How to avoid an identity crisis as a coach or mentor requires some upfront exploration of your options
This was a key first step for one participant on one of our Coaching and Mentoring Qualification Programmes>> when she explored the differences between coaching and counselling.
Before embarking on training to be a coach or mentor it helps to know what you mean, and what others mean, by the terms ‘coaching’ and ‘mentoring’ as well as other terms such as ‘counselling’, ‘mediation’ and psychotherapy’. Being clear what it is that YOU want to do is paramount. Discovering that you are a square peg in a round hole is not the most helpful start to any learning programme. So what do you need to do to avoid an identity crisis as a coach or mentor?
Here is one person’s account of some of her explorations.
“A question that came up frequently for me, when delving into the Reading List was . . .
‘How is coaching different to counselling?’
It was also a question other people asked of me when, as part of my pre course work, I asked them their thoughts on what ‘coaching’ and ‘mentoring’ are.
Being asked to explore this question as a rookie coach and mentor has been very useful to me because I need to find a way of explaining what I mean by these terms. A way which makes sense to my coachees and mentees as well as to me.
So – here goes!
The focus in counselling is on a person’s past experiences, and working through issues with self and/or relationships, so that the future is easier to deal with. The primary focus in Coaching is based on the achievement of goals and promoting the coachee’s personal responsibility for achieving these. Of course past events will inform the way these goals are tackled, as will values and beliefs which may have been formed over a long period, so they will form part of the backdrop for the coaching or mentoring.
Counselling explores thoughts and feelings and, whereas coaching acknowledges and pays attention to both, its primary focus is to release potential and to help the coachee generate outcomes.
Coaching is developmental and involves learning. Where a client in counselling is usually there to work through a condition which has been medically or clinically diagnosed. Coaching is more appropriate for people who are looking to improve a situation or a way of dealing with a situation, rather than needing the kind of intervention which medically or clinically qualified therapists apply.
Coaches need to understand where their expertise starts and finishes. They have a duty of care to safeguard a coachee or mentee and help them to identify if they need to refer themselves on to another professional where it is clear the issues and/or a client’s condition are outside the remit of a coaching or mentoring relationship.
Helping a client to resolve pain and emotional trauma is for a qualified counsellor to address, whereas coaching is about facilitating the successful achievement of aspirations and goals.

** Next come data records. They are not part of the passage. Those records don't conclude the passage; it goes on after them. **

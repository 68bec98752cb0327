//! Error types for velum-history.

use thiserror::Error;

/// Result type for history operations.
pub type Result<T> = std::result::Result<T, HistoryError>;

/// Errors from loading persisted history.
#[derive(Debug, Error, PartialEq, Eq)]
pub enum HistoryError {
    /// A bandwidth state section held a value that is not a number.
    #[error("could not parse bandwidth state value {0:?}")]
    BadStateValue(String),

    /// The stability file does not start with a known format line.
    #[error("unrecognized stability file format")]
    UnrecognizedFormat,

    /// The stability file has no stored-at header, so run times cannot be
    /// rebased against the current clock.
    #[error("stability file has no stored-at time")]
    MissingStoredAt,

    /// The persistent store failed.
    #[error("store operation failed: {0}")]
    Store(String),
}
//! Member classification and the fixed-width record encoding.

use thiserror::Error;
use velum_types::{RelayId, DIGEST_LEN};

/// Result type for family operations.
pub type Result<T> = std::result::Result<T, FamilyError>;

/// Errors raised while canonicalizing a family member list.
#[derive(Debug, Error, PartialEq, Eq)]
pub enum FamilyError {
    /// A member was neither a legal nickname nor a legal hex fingerprint.
    #[error("invalid family member: {0:?}")]
    InvalidMember(String),
}

/// Each member is encoded as one kind byte plus `DIGEST_LEN` identifier
/// bytes: the raw identity digest for fingerprints, the NUL-padded name
/// for nicknames. Records sort and compare as raw bytes.
pub(crate) const MEMBER_LEN: usize = 1 + DIGEST_LEN;

pub(crate) const KIND_NICKNAME: u8 = 0;
pub(crate) const KIND_FINGERPRINT: u8 = 1;

/// Longest legal nickname. One less than the identifier width, so an
/// encoded nickname always carries at least one NUL terminator.
const MAX_NICKNAME_LEN: usize = DIGEST_LEN - 1;

const HEX_DIGEST_LEN: usize = DIGEST_LEN * 2;

/// A borrowed view of one canonical family record.
#[derive(Debug, Clone, Copy, PartialEq, Eq)]
pub enum MemberRef<'a> {
    /// Member named by relay nickname.
    Nickname(&'a str),
    /// Member named by identity digest.
    Fingerprint(RelayId),
}

/// A member reference submitted for a containment query: a relay as the
/// caller knows it, by name and identity.
#[derive(Debug, Clone, PartialEq, Eq)]
pub struct EntityRef<'a> {
    /// The relay's self-chosen nickname, if known.
    pub nickname: Option<&'a str>,
    /// The relay's identity digest.
    pub id: RelayId,
}

/// A resolved relay, as returned by an [`EntityDirectory`].
#[derive(Debug, Clone, PartialEq, Eq)]
pub struct Entity {
    /// The relay's nickname, if it published one.
    pub nickname: Option<String>,
    /// The relay's identity digest.
    pub id: RelayId,
}

/// Directory collaborator used to resolve canonical records back into
/// live relays.
pub trait EntityDirectory {
    /// Look up a relay by identity digest.
    fn by_fingerprint(&self, id: &RelayId) -> Option<Entity>;
    /// Look up a relay by nickname.
    fn by_nickname(&self, name: &str) -> Option<Entity>;
}

pub(crate) fn is_legal_nickname(s: &str) -> bool {
    !s.is_empty() && s.len() <= MAX_NICKNAME_LEN && s.bytes().all(|b| b.is_ascii_alphanumeric())
}

/// Decode a fingerprint-style member: an optional `$`, 40 hex digits, and
/// an optional `=name` or `~name` suffix (the name part carries no
/// identity and is dropped).
pub(crate) fn decode_hex_digest(s: &str) -> Option<RelayId> {
    let s = s.strip_prefix('$').unwrap_or(s);
    let hex_part = match s.find(['=', '~']) {
        Some(idx) => &s[..idx],
        None => s,
    };
    if hex_part.len() != HEX_DIGEST_LEN {
        return None;
    }
    RelayId::from_hex(hex_part).ok()
}

/// Encode one submitted member string as a fixed-width record.
pub(crate) fn encode_member(s: &str) -> Result<[u8; MEMBER_LEN]> {
    let mut record = [0u8; MEMBER_LEN];
    if is_legal_nickname(s) {
        record[0] = KIND_NICKNAME;
        record[1..1 + s.len()].copy_from_slice(s.as_bytes());
        Ok(record)
    } else if let Some(id) = decode_hex_digest(s) {
        record[0] = KIND_FINGERPRINT;
        record[1..].copy_from_slice(id.as_bytes());
        Ok(record)
    } else {
        Err(FamilyError::InvalidMember(s.to_string()))
    }
}

/// Encode an identity digest as a fingerprint record.
pub(crate) fn encode_fingerprint(id: &RelayId) -> [u8; MEMBER_LEN] {
    let mut record = [0u8; MEMBER_LEN];
    record[0] = KIND_FINGERPRINT;
    record[1..].copy_from_slice(id.as_bytes());
    record
}

/// Decode a canonical record back into a borrowed member view.
pub(crate) fn decode_record(record: &[u8]) -> MemberRef<'_> {
    debug_assert_eq!(record.len(), MEMBER_LEN);
    match record[0] {
        KIND_NICKNAME => {
            let id = &record[1..];
            let end = id.iter().position(|b| *b == 0).unwrap_or(id.len());
            // Encoded nicknames are ASCII by construction.
            let name = std::str::from_utf8(&id[..end]).unwrap_or("");
            MemberRef::Nickname(name)
        }
        _ => {
            let mut bytes = [0u8; DIGEST_LEN];
            bytes.copy_from_slice(&record[1..]);
            MemberRef::Fingerprint(RelayId::from_bytes(bytes))
        }
    }
}

#[cfg(test)]
mod tests {
    use super::*;

    #[test]
    fn nickname_legality() {
        assert!(is_legal_nickname("Ratatosk"));
        assert!(is_legal_nickname("a"));
        assert!(is_legal_nickname("1234567890123456789")); // 19 chars
        assert!(!is_legal_nickname("12345678901234567890")); // 20 chars
        assert!(!is_legal_nickname(""));
        assert!(!is_legal_nickname("has space"));
        assert!(!is_legal_nickname("dash-ed"));
    }

    #[test]
    fn hex_digest_forms() {
        let hex = "00112233445566778899AABBCCDDEEFF00112233";
        let id = RelayId::from_hex(hex).unwrap();
        assert_eq!(decode_hex_digest(hex), Some(id));
        assert_eq!(decode_hex_digest(&format!("${hex}")), Some(id));
        assert_eq!(decode_hex_digest(&format!("${hex}=SomeName")), Some(id));
        assert_eq!(decode_hex_digest(&format!("${hex}~SomeName")), Some(id));
        assert_eq!(decode_hex_digest("$1234"), None);
        assert_eq!(
            decode_hex_digest("$ZZ112233445566778899AABBCCDDEEFF00112233"),
            None
        );
    }

    #[test]
    fn record_round_trip() {
        let nick = encode_member("Vedfolnir").unwrap();
        assert_eq!(decode_record(&nick), MemberRef::Nickname("Vedfolnir"));

        let hex = "00112233445566778899AABBCCDDEEFF00112233";
        let fp = encode_member(hex).unwrap();
        assert_eq!(
            decode_record(&fp),
            MemberRef::Fingerprint(RelayId::from_hex(hex).unwrap())
        );
    }

    #[test]
    fn bad_member_rejected() {
        assert_eq!(
            encode_member("not legal!"),
            Err(FamilyError::InvalidMember("not legal!".to_string()))
        );
    }
}
//! A growable FIFO queue implemented over a ring buffer.

const INITIAL_CAPACITY: usize = 16;

/// A FIFO message queue backed by a circular array.
///
/// Occupancy is tracked with an explicit length counter, so the full and
/// empty states are never conflated. Pushing past the current capacity
/// doubles the backing array and relocates the wrapped tail segment.
#[derive(Debug, Clone)]
pub struct RingQueue<T> {
    members: Vec<Option<T>>,
    first: usize,
    len: usize,
}

impl<T> RingQueue<T> {
    /// Create an empty queue.
    pub fn new() -> Self {
        let mut members = Vec::new();
        members.resize_with(INITIAL_CAPACITY, || None);
        Self {
            members,
            first: 0,
            len: 0,
        }
    }

    /// Number of elements stored.
    pub fn len(&self) -> usize {
        self.len
    }

    /// True if the queue holds no elements.
    pub fn is_empty(&self) -> bool {
        self.len == 0
    }

    /// Current capacity of the backing array.
    pub fn capacity(&self) -> usize {
        self.members.len()
    }

    /// Append an item to the back of the queue.
    pub fn push_back(&mut self, item: T) {
        if self.len == self.members.len() {
            self.expand();
        }
        let idx = self.wrap(self.first + self.len);
        debug_assert!(self.members[idx].is_none());
        self.members[idx] = Some(item);
        self.len += 1;
    }

    /// Remove and return the first item, or `None` if the queue is empty.
    pub fn pop_front(&mut self) -> Option<T> {
        if self.len == 0 {
            return None;
        }
        let item = self.members[self.first].take();
        self.first = self.wrap(self.first + 1);
        self.len -= 1;
        item
    }

    /// Iterate front-to-back without consuming the queue.
    pub fn iter(&self) -> impl Iterator<Item = &T> {
        (0..self.len).map(move |n| {
            let idx = self.wrap(self.first + n);
            self.members[idx].as_ref().expect("occupied ring queue slot")
        })
    }

    /// Drop all elements, keeping the current capacity.
    pub fn clear(&mut self) {
        for slot in &mut self.members {
            *slot = None;
        }
        self.first = 0;
        self.len = 0;
    }

    fn wrap(&self, idx: usize) -> usize {
        // Capacity only ever doubles, so idx < 2 * capacity here.
        if idx >= self.members.len() {
            idx - self.members.len()
        } else {
            idx
        }
    }

    fn expand(&mut self) {
        let old_capacity = self.members.len();
        let new_capacity = old_capacity.checked_mul(2).expect("ring queue capacity overflow");
        self.members.resize_with(new_capacity, || None);
        if self.first + self.len > old_capacity {
            // The queue wrapped around the end of the old array; move the
            // segment that lived at the end up to the end of the new array.
            for i in (self.first..old_capacity).rev() {
                let item = self.members[i].take();
                self.members[i + old_capacity] = item;
            }
            self.first += old_capacity;
        }
    }
}

impl<T> Default for RingQueue<T> {
    fn default() -> Self {
        Self::new()
    }
}

#[cfg(test)]
mod tests {
    use super::*;
    use proptest::prelude::*;
    use std::collections::VecDeque;

    #[test]
    fn push_pop_order() {
        let mut q = RingQueue::new();
        assert!(q.is_empty());
        for i in 0..5 {
            q.push_back(i);
        }
        assert_eq!(q.len(), 5);
        for i in 0..5 {
            assert_eq!(q.pop_front(), Some(i));
        }
        assert_eq!(q.pop_front(), None);
    }

    #[test]
    fn growth_preserves_wrapped_tail() {
        let mut q = RingQueue::new();
        // Wrap 'first' around before forcing growth.
        for i in 0..INITIAL_CAPACITY {
            q.push_back(i);
        }
        for _ in 0..10 {
            q.pop_front();
        }
        for i in 0..30 {
            q.push_back(100 + i);
        }
        assert!(q.capacity() > INITIAL_CAPACITY);
        let collected: Vec<_> = q.iter().copied().collect();
        let mut expected: Vec<usize> = (10..INITIAL_CAPACITY).collect();
        expected.extend((0..30).map(|i| 100 + i));
        assert_eq!(collected, expected);
    }

    #[test]
    fn clear_resets() {
        let mut q = RingQueue::new();
        q.push_back(1);
        q.push_back(2);
        q.clear();
        assert!(q.is_empty());
        assert_eq!(q.pop_front(), None);
        q.push_back(3);
        assert_eq!(q.pop_front(), Some(3));
    }

    proptest! {
        #[test]
        fn behaves_like_vecdeque(ops in prop::collection::vec(
            prop_oneof![Just(None), (0u32..1000).prop_map(Some)], 0..200)) {
            let mut q = RingQueue::new();
            let mut model = VecDeque::new();
            for op in ops {
                match op {
                    Some(v) => {
                        q.push_back(v);
                        model.push_back(v);
                    }
                    None => {
                        prop_assert_eq!(q.pop_front(), model.pop_front());
                    }
                }
                prop_assert_eq!(q.len(), model.len());
            }
            let got: Vec<_> = q.iter().copied().collect();
            let want: Vec<_> = model.iter().copied().collect();
            prop_assert_eq!(got, want);
        }
    }
}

Quite often these are measurable.
Both counselling and coaching seek to promote self-discovery, and both a counsellor and a coach are there to support the generation of different perspectives.
Both use elements of the other in order to effect change. However a coach is not there to diagnose or heal. Change is rapid and dynamic, rather than taking place over a long period, as is common in a counselling situation.
A good coach does not need subject expertise because they deal with processes rather than training in a specific area, as in the case of counsellors. Mentoring, however, will usually require a background in the relevant environment or context.
As I move through the programme I know I will refine my understanding of all the different terms – I’m really enjoying the luxury of the exploration.”
So, what is your understanding of the difference between these key processes? And . . . is it coaching, mentoring or counselling for you?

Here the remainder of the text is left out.